Prof. Gerhard Ludwig Müller, Regensburg – 28 gennaio 2005

IL RAPPORTO TRA TEOLOGIA E FILOSOFIA

Per coltivare la teologia come scienza, bisogna ricorrere agli strumenti ermeneutici della filosofia e formulare anche i suoi temi specifici nel contesto della problematica storica della filosofia, anche se ciò non è condiviso da alcuni apologeti del secolo II o dagli antidialettici della prima scolastica.

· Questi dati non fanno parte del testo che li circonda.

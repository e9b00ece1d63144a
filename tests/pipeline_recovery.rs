//! Coverage for resuming a batch that was persisted by a prior process and
//! never reached `Step::Complete` -- the crash-recovery path `Kernel::new`
//! wires up via `Coordinator::recoverable_batches`, exercised here without
//! reaching into the pipeline module directly.

use std::collections::HashMap;
use std::sync::atomic::{AtomicUsize, Ordering};
use std::sync::{Arc, Mutex};
use std::time::Duration;

use async_trait::async_trait;

use conveyor::config::Config;
use conveyor::database::{Database, Source};
use conveyor::events::EventBus;
use conveyor::kernel::plugin::{Plugin, Uploader as UploaderTrait};
use conveyor::messages::NewFile;
use conveyor::store::{Store, StatePatch};
use conveyor::types::{BatchId, FileId};
use conveyor::Kernel;

struct RecordingUploader {
    uploaded: Arc<Mutex<Vec<FileId>>>,
}

#[async_trait]
impl UploaderTrait for RecordingUploader {
    fn id(&self) -> &str {
        "recovery-test-uploader"
    }

    async fn upload(&self, file_ids: &[FileId], store: &Store, _events: &EventBus) -> conveyor::Result<()> {
        let mut state = store.get_state();
        for id in file_ids {
            if let Some(file) = state.files.get_mut(id) {
                file.progress.upload_complete = true;
            }
        }
        store.set_state(StatePatch {
            files: Some(state.files),
            ..Default::default()
        });
        self.uploaded.lock().unwrap().extend_from_slice(file_ids);
        Ok(())
    }
}

async fn wait_until<F: Fn() -> bool>(condition: F) {
    for _ in 0..200 {
        if condition() {
            return;
        }
        tokio::time::sleep(Duration::from_millis(10)).await;
    }
    panic!("condition never became true");
}

#[tokio::test]
async fn recover_batches_resubmits_a_batch_left_behind_by_a_prior_process() {
    let db = Database::new(&Source::Memory).unwrap();

    let kernel = Kernel::new(Config::default(), Some(db.clone()));
    let uploaded = Arc::new(Mutex::new(Vec::new()));
    kernel
        .use_plugin(Plugin::Uploader(Box::new(RecordingUploader {
            uploaded: uploaded.clone(),
        })))
        .await
        .unwrap();

    let file_id = kernel
        .add_file(NewFile {
            source: "local".into(),
            name: Some("resumed.bin".into()),
            mime_type: None,
            last_modified: None,
            data: b"leftover-bytes".to_vec(),
            meta: HashMap::new(),
        })
        .unwrap();

    // Simulate a process that started a batch, persisted its `Created`
    // snapshot, and was killed before the run finished (and so before
    // `Coordinator::forget` ever ran).
    let stale_batch = BatchId("stale-batch".into());
    let state_json = serde_json::to_string(&vec![file_id.clone()]).unwrap();
    db.upsert_batch(&stale_batch, 0, &state_json).unwrap();

    assert_eq!(db.get_all_batches().unwrap().len(), 1);

    kernel.recover_batches().unwrap();
    wait_until(|| !uploaded.lock().unwrap().is_empty()).await;

    assert_eq!(*uploaded.lock().unwrap(), vec![file_id.clone()]);
    let file = kernel.get_file(&file_id).unwrap();
    assert!(file.progress.upload_complete);

    // The recovered batch runs to completion and is forgotten again.
    wait_until(|| db.get_all_batches().unwrap().is_empty()).await;
}

#[tokio::test]
async fn recover_batches_is_a_no_op_without_a_database() {
    let kernel = Kernel::new(Config::default(), None);
    let counter = Arc::new(AtomicUsize::new(0));
    let c = counter.clone();
    kernel
        .use_plugin(Plugin::Uploader(Box::new(RecordingUploader {
            uploaded: Arc::new(Mutex::new(Vec::new())),
        })))
        .await
        .unwrap();
    kernel.events.on("upload", move |_| {
        c.fetch_add(1, Ordering::SeqCst);
    });

    kernel.recover_batches().unwrap();
    tokio::time::sleep(Duration::from_millis(20)).await;

    assert_eq!(counter.load(Ordering::SeqCst), 0);
}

La differenza di carattere e di tipo tra il modo di mediazione della rivelazione biblica nel linguaggio umano nel mondo semitico, da un lato, e la formulazione di una teologia naturale nella filosofia greca, dall'altro, sono evidenti. Tuttavia.1a pretesa di essere una religione universale, avanzata dal cristianesimo, comportò per esso anche la necessità di esprimersi riflessamente con gli strumenti di una filosofia sviluppata. La rivelazione biblica di per sé non è affatto ametafisica. Essa presuppone già sempre la trascendenza assoluta di Dio e la possibilità della sua mediazione nello strumento del linguaggio umano e di conseguenza è sostanzialmente più vicina all'orientamento critico e riflessivo della realtà adottato dalla ragione umana nella filosofia, che non alla rappresentazione mitologica immaginifica del divino in seno alle religioni storiche. La teologia non può certo legarsi in modo esclusivo a una determinata concezione filosofica e lasciarsi da essa dettare i principi e i criteri della validità delle sue affermazioni. L'affermazione che la Chiesa primitiva, adottando la concettualità della filosofia greca, si sarebbe resa colpevole di un allontanamento dalla fede biblica ("rimprovero dell'ellenizzazione"), non risulta sostenibile nella maggioranza dei casi. L'adozione di termini e concetti filosofici fu il più delle volte accompagnata da una profonda trasformazione del loro contenuto. Criterio della formazione dei concetti fu il contenuto della fede e non viceversa. I Padri della Chiesa sapevano di essere normativamente legati alla Sacra Scrittura, alla professione e alla regola di fede.

Viceversa il contenuto della rivelazione cristiana non può, sotto i dettami di una gnoseologia scettica nei confronti della trascendenza, essere ridotto a un semplice materiale illustrativo dell'imperativo morale o dei sentimenti religiosi. La rivelazione biblica presenta, sotto il profilo del contenuto e della forma, determinate richieste a una ontologia, una gnoseologia e una antropologia, che essa presuppone come criteri immanenti della propria validità. La teologia deve eventualmente condurre anche un dialogo critico con determinate filosofie circa l'adeguatezza delle rispettive categorie. Opponendosi apertamente allo scetticismo, al naturalismo e al materialismo, la teologia esprimerà di continuo alla filosofia il desiderio di una gnoseologia realistica, nonché di una ontologia dell'orientamento umano alla trascendenza. Al pluralismo filosofico odierno, a quanto pare non integrabile, essa deve rispondere con la ricerca di un ampio dialogo (anche con le cosiddette filosofie "settoriali" della storia, del linguaggio, della cultura, della tecnica ecc.).